(We had some technical issues Sunday with our sermon on Deuteronomy 5:20, so we decided to put the sermon notes into a blog post)
If I say the name “Lance Armstrong,” what comes to mind? If I had said his name 15 years ago (2005), what would have come to mind?
Lance Armstrong a professional cyclist in the 90s and 2000s. What set him apart was that he won cycling’s most important race, the Tour-de-France, a grueling 21-day event run every July. And he won it 7 times in a row from 1999 to 2005.
But he did it by being one of sport’s greatest cheaters. He created a massive international network of cyclists, doctors, scientists, trainers, and even the governing body of cycling itself, all to become one of the world’s greatest cheaters in sports history.
For years journalists and sport enthusiasts were certain he has using PEDs. Hints, rumors. Some made public accusations.
When they did that he was ruthless. Sued a Brittish newspaper for “libel”—which is a “published false statement that is damaging to a person’s reputation”—and won $400k. When someone publicly accused him, he was quick to slander.
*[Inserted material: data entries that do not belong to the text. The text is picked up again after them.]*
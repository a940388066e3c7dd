//! Conversation Store
//!
//! The ordered log of exchanged messages for one session. It is both the
//! rendering source and the context sent with every new question.
//!
//! The store is append-only: there is no way to remove, replace or reorder an
//! entry. Starting over means starting a new session with a new store.

use std::ops::Deref;
use std::sync::Arc;

use serde::{Serialize, Serializer};

use crate::messages::{Message, SessionId};

/// Immutable snapshot of a conversation
///
/// Cheap to clone; later appends to the store never show up in a snapshot
/// taken before them.
#[derive(Clone, Debug, PartialEq, Eq)]
pub struct Conversation(Arc<[Message]>);

impl Conversation {
    /// Messages in insertion order
    #[must_use]
    pub fn messages(&self) -> &[Message] {
        &self.0
    }
}

impl Default for Conversation {
    fn default() -> Self {
        Self::from(Vec::new())
    }
}

impl Deref for Conversation {
    type Target = [Message];

    fn deref(&self) -> &[Message] {
        &self.0
    }
}

impl From<Vec<Message>> for Conversation {
    fn from(messages: Vec<Message>) -> Self {
        Self(messages.into())
    }
}

impl Serialize for Conversation {
    fn serialize<S: Serializer>(&self, serializer: S) -> Result<S::Ok, S::Error> {
        self.messages().serialize(serializer)
    }
}

/// Append-only message log for a single session
#[derive(Debug)]
pub struct ConversationStore {
    /// Session this log belongs to
    id: SessionId,
    /// Committed messages
    messages: Vec<Message>,
    /// Total content bytes, for diagnostics
    content_bytes: usize,
}

impl ConversationStore {
    /// Create an empty store for a new session
    pub fn new() -> Self {
        Self::with_id(SessionId::new())
    }

    /// Create an empty store for a specific session
    pub fn with_id(id: SessionId) -> Self {
        Self {
            id,
            messages: Vec::new(),
            content_bytes: 0,
        }
    }

    /// Session identifier
    pub fn session_id(&self) -> &SessionId {
        &self.id
    }

    /// Commit a message; returns its index
    pub fn append(&mut self, message: Message) -> usize {
        self.content_bytes += message.content.len();
        self.messages.push(message);

        let index = self.messages.len() - 1;
        tracing::trace!(
            session = %self.id.0,
            index,
            bytes = self.content_bytes,
            "Appended conversation message"
        );
        index
    }

    /// Immutable copy of the conversation as it is now
    pub fn snapshot(&self) -> Conversation {
        Conversation::from(self.messages.clone())
    }

    /// Live view for rendering
    pub fn current(&self) -> &[Message] {
        &self.messages
    }

    /// Number of committed messages
    pub fn len(&self) -> usize {
        self.messages.len()
    }

    /// Whether nothing has been committed yet
    pub fn is_empty(&self) -> bool {
        self.messages.is_empty()
    }

    /// Most recent message
    pub fn last(&self) -> Option<&Message> {
        self.messages.last()
    }

    /// Total content size in bytes
    pub fn content_bytes(&self) -> usize {
        self.content_bytes
    }
}

impl Default for ConversationStore {
    fn default() -> Self {
        Self::new()
    }
}
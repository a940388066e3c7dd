//! Answer Service Integration
//!
//! The remote answer-generation service sits behind the [`AnswerBackend`]
//! trait so the controller can be driven by an in-memory backend in tests.
//!
//! # Available Backends
//!
//! - **HTTP**: `POST <base-url>/ask/` with JSON in and out (default)
//!
//! # Usage
//!
//! ```ignore
//! use lolgpt_core::backend::{AnswerBackend, AskRequest, HttpAnswerBackend};
//!
//! let backend = HttpAnswerBackend::new("http://localhost:8000", Duration::from_secs(120));
//! let answer = backend.ask(&AskRequest::new("Who counters Yasuo?", history)).await?;
//! ```

mod http;
mod traits;

pub use http::HttpAnswerBackend;
pub use traits::{AnswerBackend, AskRequest, AskResponse};
//! Error Types
//!
//! Submission rejections are local and leave no trace in the conversation.
//! Transport errors are recovered by the controller and reported on the error
//! channel. Nothing here is fatal to a session.

use thiserror::Error;

/// Why a submission was rejected by the input gate
#[derive(Clone, Debug, PartialEq, Eq, Error)]
pub enum SubmitError {
    /// Input is empty or only whitespace
    #[error("Nothing to send: input is empty")]
    EmptyInput,

    /// An exchange is already pending
    #[error("Still waiting on the previous answer")]
    ConcurrentSubmission,

    /// Input failed local validation
    #[error("Invalid message: {0}")]
    InvalidInput(String),

    /// The controller has been shut down
    #[error("Chat is shutting down")]
    Closed,
}

/// Failure talking to the answer service
#[derive(Debug, Error)]
pub enum TransportError {
    /// Connection or I/O failure
    #[error("Network error: {0}")]
    Network(String),

    /// No response within the configured timeout
    #[error("Answer service timed out after {0}s")]
    Timeout(u64),

    /// Service answered with a non-success status
    #[error("Answer service returned {status}: {message}")]
    Status {
        /// HTTP status code
        status: u16,
        /// Service-provided error text, or the raw body
        message: String,
    },

    /// Response body was not `{ "answer": string }`
    #[error("Malformed response: {0}")]
    Malformed(String),
}

impl TransportError {
    /// Classify a reqwest error
    pub(crate) fn from_reqwest(error: &reqwest::Error, timeout_secs: u64) -> Self {
        if error.is_timeout() {
            Self::Timeout(timeout_secs)
        } else if error.is_decode() {
            Self::Malformed(error.to_string())
        } else {
            Self::Network(error.to_string())
        }
    }
}
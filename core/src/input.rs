//! Input Gate
//!
//! Owns the editable input buffer and decides whether a submission may start
//! a new exchange. Every check here is local: a rejected submission never
//! touches the conversation, the network, or the buffer.

use crate::error::SubmitError;
use crate::messages::ExchangeId;

/// Default maximum size of a single question (100KB)
pub const DEFAULT_MAX_INPUT_BYTES: usize = 100 * 1024;

/// A submission that passed the gate
///
/// `history_len` is the size of the snapshot sent with the question,
/// including the question itself.
#[derive(Clone, Debug, PartialEq, Eq)]
pub struct Accepted {
    /// Exchange started by this submission
    pub exchange: ExchangeId,
    /// Number of history entries sent with the question (including it)
    pub history_len: usize,
}

/// Validates and sequences user submissions
#[derive(Debug)]
pub struct InputGate {
    /// Text being edited
    buffer: String,
    /// Maximum accepted message size in bytes
    max_input_bytes: usize,
}

impl InputGate {
    /// Create a gate with the given size limit
    pub fn new(max_input_bytes: usize) -> Self {
        Self {
            buffer: String::new(),
            max_input_bytes,
        }
    }

    /// Current buffer contents
    pub fn buffer(&self) -> &str {
        &self.buffer
    }

    /// Append a typed character
    pub fn insert(&mut self, c: char) {
        self.buffer.push(c);
    }

    /// Append pasted text
    pub fn insert_str(&mut self, text: &str) {
        self.buffer.push_str(text);
    }

    /// Delete the last character
    pub fn backspace(&mut self) -> Option<char> {
        self.buffer.pop()
    }

    /// Replace the buffer contents
    pub fn set(&mut self, text: impl Into<String>) {
        self.buffer = text.into();
    }

    /// Empty the buffer
    pub fn clear(&mut self) {
        self.buffer.clear();
    }

    /// Check a submission without side effects
    ///
    /// `pending` is whether an exchange is already in flight. The in-flight
    /// check runs first so an overlapping submission is always reported as
    /// such, whatever its content.
    pub fn check(&self, raw: &str, pending: bool) -> Result<(), SubmitError> {
        if pending {
            return Err(SubmitError::ConcurrentSubmission);
        }

        if raw.trim().is_empty() {
            return Err(SubmitError::EmptyInput);
        }

        if raw.len() > self.max_input_bytes {
            return Err(SubmitError::InvalidInput(format!(
                "message too large: {} bytes (max: {})",
                raw.len(),
                self.max_input_bytes
            )));
        }

        // Control characters other than newline, tab and carriage return
        if raw
            .chars()
            .any(|c| c.is_control() && c != '\n' && c != '\t' && c != '\r')
        {
            return Err(SubmitError::InvalidInput(
                "message contains invalid control characters".to_string(),
            ));
        }

        Ok(())
    }
}

impl Default for InputGate {
    fn default() -> Self {
        Self::new(DEFAULT_MAX_INPUT_BYTES)
    }
}
//! Architectural Enforcement Integration Tests
//!
//! This package contains integration tests that enforce architectural principles:
//! - No sleep() calls in the conversation core
//! - The core stays free of UI frameworks
//!
//! These tests are designed to catch violations early in the development cycle.

use std::fs;
use std::path::{Path, PathBuf};

use walkdir::WalkDir;

/// Root of the workspace (two levels above this package)
pub fn workspace_root() -> PathBuf {
    Path::new(env!("CARGO_MANIFEST_DIR"))
        .ancestors()
        .nth(2)
        .map(Path::to_path_buf)
        .unwrap_or_else(|| PathBuf::from("."))
}

/// All `.rs` files under `dir`, sorted
pub fn rust_files(dir: &Path) -> Vec<PathBuf> {
    let mut files: Vec<PathBuf> = WalkDir::new(dir)
        .into_iter()
        .filter_map(Result::ok)
        .filter(|entry| entry.file_type().is_file())
        .map(|entry| entry.into_path())
        .filter(|path| path.extension().is_some_and(|ext| ext == "rs"))
        .collect();
    files.sort();
    files
}

/// Lines of production code in `source`: everything before the first
/// `#[cfg(test)]`, with line comments dropped
pub fn production_lines(source: &str) -> Vec<(usize, &str)> {
    source
        .lines()
        .enumerate()
        .take_while(|(_, line)| line.trim() != "#[cfg(test)]")
        .filter(|(_, line)| {
            let trimmed = line.trim_start();
            !trimmed.starts_with("//")
        })
        .map(|(i, line)| (i + 1, line))
        .collect()
}

/// A forbidden pattern found in a file
#[derive(Debug)]
pub struct Violation {
    /// File containing the match
    pub path: PathBuf,
    /// 1-based line number
    pub line: usize,
    /// The offending line
    pub text: String,
}

impl std::fmt::Display for Violation {
    fn fmt(&self, f: &mut std::fmt::Formatter<'_>) -> std::fmt::Result {
        write!(f, "{}:{}: {}", self.path.display(), self.line, self.text.trim())
    }
}

/// Scan production code of every Rust file in `dir` for any of `patterns`
pub fn scan_production_code(dir: &Path, patterns: &[&str]) -> Vec<Violation> {
    let mut violations = Vec::new();

    for path in rust_files(dir) {
        let Ok(source) = fs::read_to_string(&path) else {
            continue;
        };
        for (line, text) in production_lines(&source) {
            if patterns.iter().any(|p| text.contains(p)) {
                violations.push(Violation {
                    path: path.clone(),
                    line,
                    text: text.to_string(),
                });
            }
        }
    }

    violations
}

#[cfg(test)]
mod tests {
    use super::*;

    #[test]
    fn test_production_lines_stop_at_test_module() {
        let source = "fn a() {}\n// sleep here\nfn b() {}\n#[cfg(test)]\nmod tests { fn sleep() {} }\n";
        let lines = production_lines(source);
        assert_eq!(lines, vec![(1, "fn a() {}"), (3, "fn b() {}")]);
    }

    #[test]
    fn test_workspace_root_has_manifest() {
        assert!(workspace_root().join("Cargo.toml").exists());
    }
}
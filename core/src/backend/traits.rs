//! Answer Backend Traits
//!
//! One question in, one complete answer out. The service is opaque: no
//! streaming, no partial results, no cancellation. Whatever the transport,
//! a backend reports failures as [`TransportError`] so the controller can
//! recover from every one of them the same way.

use async_trait::async_trait;
use serde::{Deserialize, Serialize};

use crate::conversation::Conversation;
use crate::error::TransportError;

/// Payload of one question
#[derive(Clone, Debug, PartialEq, Eq, Serialize)]
pub struct AskRequest {
    /// The question being asked
    pub question: String,
    /// Conversation at submission time, ending with the question itself
    pub history: Conversation,
}

impl AskRequest {
    /// Create a request
    pub fn new(question: impl Into<String>, history: Conversation) -> Self {
        Self {
            question: question.into(),
            history,
        }
    }
}

/// Successful response body
#[derive(Clone, Debug, PartialEq, Eq, Deserialize)]
pub struct AskResponse {
    /// Full answer text
    pub answer: String,
}

/// Answer backend trait
///
/// Implement this trait to put a different transport behind the controller.
#[async_trait]
pub trait AnswerBackend: Send + Sync {
    /// Get the backend name (e.g., "HTTP")
    fn name(&self) -> &str;

    /// Ask one question and wait for the complete answer
    ///
    /// Called exactly once per accepted submission; implementations must not
    /// retry on their own.
    async fn ask(&self, request: &AskRequest) -> Result<String, TransportError>;
}
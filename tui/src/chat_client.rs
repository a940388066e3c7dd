//! Chat Client
//!
//! Thin wrapper around the `Chat` controller for TUI integration.
//! This client embeds the controller directly and provides a convenient
//! interface for sending input and receiving messages.
//!
//! # Architecture
//!
//! The TUI is a "thin client" - it doesn't contain any conversation logic.
//! The TUI's job is:
//! 1. Convert terminal events to controller calls
//! 2. Let the controller apply background events (`wait` / `poll`)
//! 3. Receive `ChatMessage`s
//! 4. Render display state based on messages

use tokio::sync::mpsc;

use lolgpt_core::{
    Accepted, AnswerBackend, Chat, ChatConfig, ChatMessage, ChatOptions, ChatState,
    HttpAnswerBackend, InputGate, SubmitError,
};

/// Client for communicating with the embedded controller
pub struct ChatClient<B: AnswerBackend = HttpAnswerBackend> {
    /// The embedded controller
    chat: Chat<B>,
    /// Receiver for messages from the controller
    rx: mpsc::UnboundedReceiver<ChatMessage>,
}

impl ChatClient<HttpAnswerBackend> {
    /// Create a client talking to the configured answer service
    pub fn from_config(config: &ChatConfig) -> Self {
        let backend = HttpAnswerBackend::from_config(config);
        Self::with_backend(backend, ChatOptions::from_config(config))
    }
}

impl<B: AnswerBackend + 'static> ChatClient<B> {
    /// Create a client around any backend
    pub fn with_backend(backend: B, options: ChatOptions) -> Self {
        let (tx, rx) = mpsc::unbounded_channel();
        let chat = Chat::new(backend, options, tx);
        Self { chat, rx }
    }

    /// Input buffer
    pub fn input(&self) -> &InputGate {
        self.chat.input()
    }

    /// Input buffer, for editing
    pub fn input_mut(&mut self) -> &mut InputGate {
        self.chat.input_mut()
    }

    /// Submit the input buffer
    pub fn submit_input(&mut self) -> Result<Accepted, SubmitError> {
        self.chat.submit_input()
    }

    /// Start a new session
    pub fn reset(&mut self) {
        self.chat.reset();
    }

    /// Tear down, cancelling any running reveal
    pub fn shutdown(&mut self) {
        self.chat.shutdown();
    }

    /// Wait for the next background event and apply it
    pub async fn wait(&mut self) {
        self.chat.wait().await;
    }

    /// Apply background events that are already in (non-blocking)
    pub fn poll(&mut self) -> bool {
        self.chat.poll()
    }

    /// Receive all pending messages from the controller (non-blocking)
    pub fn recv_all(&mut self) -> Vec<ChatMessage> {
        let mut messages = Vec::new();
        while let Ok(msg) = self.rx.try_recv() {
            messages.push(msg);
        }
        messages
    }

    /// Get the current controller state
    pub fn state(&self) -> ChatState {
        self.chat.state()
    }

    /// Name of the answer backend
    pub fn backend_name(&self) -> &str {
        self.chat.backend_name()
    }
}
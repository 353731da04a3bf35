//! Mob spawn reasons and their canonical names.

use std::fmt;
use std::str::FromStr;

use serde::de::Error as _;
use serde::{Deserialize, Deserializer, Serialize, Serializer};
use thiserror::Error;

/// The cause attributed to a creature entering the world.
///
/// Closed set: values only come from the variants below or from decoding one
/// of their canonical names. `Ord` follows declaration order and is meant for
/// stable listing, not for ranking reasons against each other.
#[derive(Debug, Clone, Copy, PartialEq, Eq, Hash, PartialOrd, Ord)]
pub enum MobSpawnReason {
    Natural,
    ChunkGeneration,
    Spawner,
    Structure,
    Breeding,
    MobSummoned,
    Jockey,
    Event,
    Conversion,
    Reinforcement,
    Triggered,
    Bucket,
    SpawnEgg,
    Command,
    Dispenser,
    Patrol,
}

const ALL_REASONS: &[MobSpawnReason] = &[
    MobSpawnReason::Natural,
    MobSpawnReason::ChunkGeneration,
    MobSpawnReason::Spawner,
    MobSpawnReason::Structure,
    MobSpawnReason::Breeding,
    MobSpawnReason::MobSummoned,
    MobSpawnReason::Jockey,
    MobSpawnReason::Event,
    MobSpawnReason::Conversion,
    MobSpawnReason::Reinforcement,
    MobSpawnReason::Triggered,
    MobSpawnReason::Bucket,
    MobSpawnReason::SpawnEgg,
    MobSpawnReason::Command,
    MobSpawnReason::Dispenser,
    MobSpawnReason::Patrol,
];

/// Canonical names, index-aligned with [`ALL_REASONS`].
const CANONICAL_NAMES: &[&str] = &[
    "NATURAL",
    "CHUNK_GENERATION",
    "SPAWNER",
    "STRUCTURE",
    "BREEDING",
    "MOB_SUMMONED",
    "JOCKEY",
    "EVENT",
    "CONVERSION",
    "REINFORCEMENT",
    "TRIGGERED",
    "BUCKET",
    "SPAWN_EGG",
    "COMMAND",
    "DISPENSER",
    "PATROL",
];

impl MobSpawnReason {
    pub const COUNT: usize = ALL_REASONS.len();

    /// Every reason in declaration order.
    #[must_use]
    pub const fn all() -> &'static [MobSpawnReason] {
        ALL_REASONS
    }

    /// Every canonical name in declaration order.
    #[must_use]
    pub const fn canonical_names() -> &'static [&'static str] {
        CANONICAL_NAMES
    }

    #[must_use]
    pub const fn as_str(self) -> &'static str {
        match self {
            MobSpawnReason::Natural => "NATURAL",
            MobSpawnReason::ChunkGeneration => "CHUNK_GENERATION",
            MobSpawnReason::Spawner => "SPAWNER",
            MobSpawnReason::Structure => "STRUCTURE",
            MobSpawnReason::Breeding => "BREEDING",
            MobSpawnReason::MobSummoned => "MOB_SUMMONED",
            MobSpawnReason::Jockey => "JOCKEY",
            MobSpawnReason::Event => "EVENT",
            MobSpawnReason::Conversion => "CONVERSION",
            MobSpawnReason::Reinforcement => "REINFORCEMENT",
            MobSpawnReason::Triggered => "TRIGGERED",
            MobSpawnReason::Bucket => "BUCKET",
            MobSpawnReason::SpawnEgg => "SPAWN_EGG",
            MobSpawnReason::Command => "COMMAND",
            MobSpawnReason::Dispenser => "DISPENSER",
            MobSpawnReason::Patrol => "PATROL",
        }
    }

    /// Zero-based position in declaration order.
    #[must_use]
    pub const fn ordinal(self) -> usize {
        self as usize
    }

    #[must_use]
    pub fn from_ordinal(index: usize) -> Option<Self> {
        ALL_REASONS.get(index).copied()
    }

    /// Decode a canonical name. Matching is exact: no trimming, no case folding.
    pub fn parse(raw: &str) -> Result<Self, UnknownVariant> {
        ALL_REASONS
            .iter()
            .copied()
            .find(|reason| reason.as_str() == raw)
            .ok_or_else(|| UnknownVariant::new(raw))
    }
}

impl fmt::Display for MobSpawnReason {
    fn fmt(&self, f: &mut fmt::Formatter<'_>) -> fmt::Result {
        f.write_str(self.as_str())
    }
}

impl FromStr for MobSpawnReason {
    type Err = UnknownVariant;

    fn from_str(s: &str) -> Result<Self, Self::Err> {
        Self::parse(s)
    }
}

impl TryFrom<&str> for MobSpawnReason {
    type Error = UnknownVariant;

    fn try_from(value: &str) -> Result<Self, Self::Error> {
        Self::parse(value)
    }
}

impl Serialize for MobSpawnReason {
    fn serialize<S>(&self, serializer: S) -> Result<S::Ok, S::Error>
    where
        S: Serializer,
    {
        serializer.serialize_str(self.as_str())
    }
}

impl<'de> Deserialize<'de> for MobSpawnReason {
    fn deserialize<D>(deserializer: D) -> Result<Self, D::Error>
    where
        D: Deserializer<'de>,
    {
        let raw = String::deserialize(deserializer)?;
        MobSpawnReason::parse(&raw).map_err(D::Error::custom)
    }
}

/// Input text that names none of the known spawn reasons.
#[derive(Debug, Clone, PartialEq, Eq, Error)]
#[error("unknown mob spawn reason '{raw}'; expected one of: {expected:?}")]
pub struct UnknownVariant {
    raw: String,
    expected: &'static [&'static str],
}

impl UnknownVariant {
    #[must_use]
    pub fn new(raw: impl Into<String>) -> Self {
        Self {
            raw: raw.into(),
            expected: CANONICAL_NAMES,
        }
    }

    #[must_use]
    pub fn raw(&self) -> &str {
        &self.raw
    }

    #[must_use]
    pub const fn expected(&self) -> &'static [&'static str] {
        self.expected
    }
}
//! mobspawn CLI - list, decode and validate mob spawn reason names.
//!
//! Decoding policy is resolved in order: `--matching` flag, then the
//! `MOBSPAWN_MATCHING` environment variable, then `[decode] matching` in the
//! config file, then exact matching.

mod validate;

use std::env;
use std::ffi::OsString;
use std::fs;
use std::io::{self, IsTerminal};
use std::path::{Path, PathBuf};
use std::process::ExitCode;

use anyhow::{Context, Result, anyhow};
use clap::{Parser, Subcommand};
use tracing_subscriber::{EnvFilter, fmt, prelude::*};

use mobspawn_config::{ConfigError, MobspawnConfig};
use mobspawn_types::{MobSpawnReason, NameMatching};

use crate::validate::validate_names;

const MATCHING_ENV: &str = "MOBSPAWN_MATCHING";

#[derive(Parser)]
#[command(name = "mobspawn", version)]
#[command(about = "List, decode and validate mob spawn reason names")]
struct Cli {
    #[command(subcommand)]
    command: Commands,
}

#[derive(Subcommand)]
enum Commands {
    /// Print every spawn reason in declaration order
    List {
        /// Print a JSON array instead of one name per line
        #[arg(long)]
        json: bool,
    },
    /// Decode names and print their canonical form (exit 1 if any is unknown)
    Decode {
        #[arg(required = true)]
        names: Vec<String>,
        /// Name matching policy: exact or ascii-case-insensitive
        #[arg(long, value_parser = NameMatching::parse)]
        matching: Option<NameMatching>,
    },
    /// Check a file with one name per line (exit 1 if any is unknown)
    Validate {
        file: PathBuf,
        /// Name matching policy: exact or ascii-case-insensitive
        #[arg(long, value_parser = NameMatching::parse)]
        matching: Option<NameMatching>,
    },
}

fn init_tracing() {
    let env_filter = EnvFilter::try_from_default_env().unwrap_or_else(|_| EnvFilter::new("warn"));

    // stdout carries command output; logs stay on stderr.
    tracing_subscriber::registry()
        .with(
            fmt::layer()
                .with_writer(io::stderr)
                .with_ansi(io::stderr().is_terminal()),
        )
        .with(env_filter)
        .init();
}

fn main() -> Result<ExitCode> {
    init_tracing();

    let cli = Cli::parse();

    match cli.command {
        Commands::List { json } => {
            println!("{}", render_list(json)?);
            Ok(ExitCode::SUCCESS)
        }
        Commands::Decode { names, matching } => {
            let matching =
                resolve_matching(matching, env::var_os(MATCHING_ENV), MobspawnConfig::load)?;
            let failed = decode_names(&names, matching);
            Ok(if failed == 0 {
                ExitCode::SUCCESS
            } else {
                ExitCode::FAILURE
            })
        }
        Commands::Validate { file, matching } => {
            let matching =
                resolve_matching(matching, env::var_os(MATCHING_ENV), MobspawnConfig::load)?;
            validate_file(&file, matching)
        }
    }
}

/// The config file is only read when neither the flag nor the env var decide.
fn resolve_matching(
    flag: Option<NameMatching>,
    env_value: Option<OsString>,
    load_config: impl FnOnce() -> Result<Option<MobspawnConfig>, ConfigError>,
) -> Result<NameMatching> {
    if let Some(matching) = flag {
        return Ok(matching);
    }

    if let Some(matching) = matching_from_env(env_value)? {
        return Ok(matching);
    }

    let config = load_config().context("Failed to load config")?;
    let matching = config
        .map(|config| config.matching())
        .unwrap_or_default();
    tracing::debug!(%matching, "Resolved name matching");
    Ok(matching)
}

/// Blank counts as unset; non-UTF-8 is an error rather than being ignored.
fn matching_from_env(value: Option<OsString>) -> Result<Option<NameMatching>> {
    let Some(value) = value else {
        return Ok(None);
    };
    let value = value
        .into_string()
        .map_err(|raw| anyhow!("{MATCHING_ENV} is not valid UTF-8: {}", raw.to_string_lossy()))?;
    if value.trim().is_empty() {
        return Ok(None);
    }
    NameMatching::parse(&value)
        .map(Some)
        .with_context(|| format!("Invalid {MATCHING_ENV}"))
}

fn render_list(json: bool) -> Result<String> {
    if json {
        return serde_json::to_string_pretty(MobSpawnReason::all())
            .context("Failed to serialize spawn reasons");
    }
    Ok(MobSpawnReason::canonical_names().join("\n"))
}

/// Returns how many names failed to decode.
fn decode_names(names: &[String], matching: NameMatching) -> usize {
    let mut failed = 0usize;
    for raw in names {
        match matching.decode(raw) {
            Ok(reason) => println!("{reason}"),
            Err(err) => {
                eprintln!("error: {err}");
                failed += 1;
            }
        }
    }

    if failed > 0 {
        tracing::warn!(failed, total = names.len(), "Some names did not decode");
    }
    failed
}

fn validate_file(file: &Path, matching: NameMatching) -> Result<ExitCode> {
    let content = fs::read_to_string(file)
        .with_context(|| format!("Failed to read {}", file.display()))?;

    let report = validate_names(&content, matching);
    for rejection in &report.rejections {
        println!("{}:{}: {}", file.display(), rejection.line, rejection.error);
    }
    println!("{}", report.summary());

    Ok(if report.is_clean() {
        ExitCode::SUCCESS
    } else {
        ExitCode::FAILURE
    })
}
But he offended one too many cyclists one too many times. Eventually one told the whole story. Lance said he lacked all “credibility,” was just bitter. But it started the avalanche. The FDA did its own investigation. Finally the US Anti-Doping Agency released a 250-pg report detailing the whole thing. A dozen cyclists testified under oath about the doping in cycling in those years.
The story illustrates the two key parts of the 9th Commandment, “You shall not bear false witness” (Deut 5:20). The 9th commandment includes two large domains:
- Formal—in a legal setting. Lying in a courtroom setting.
- Informal—in a relational setting. Character assassination, gossip, slander
The formal has judicial consequences. Innocent declared guilty; guilty declared innocent. The informal has relational consequences. When you “bear false witness” in a conversation it harms the good name of someone. It hurts people and relationships.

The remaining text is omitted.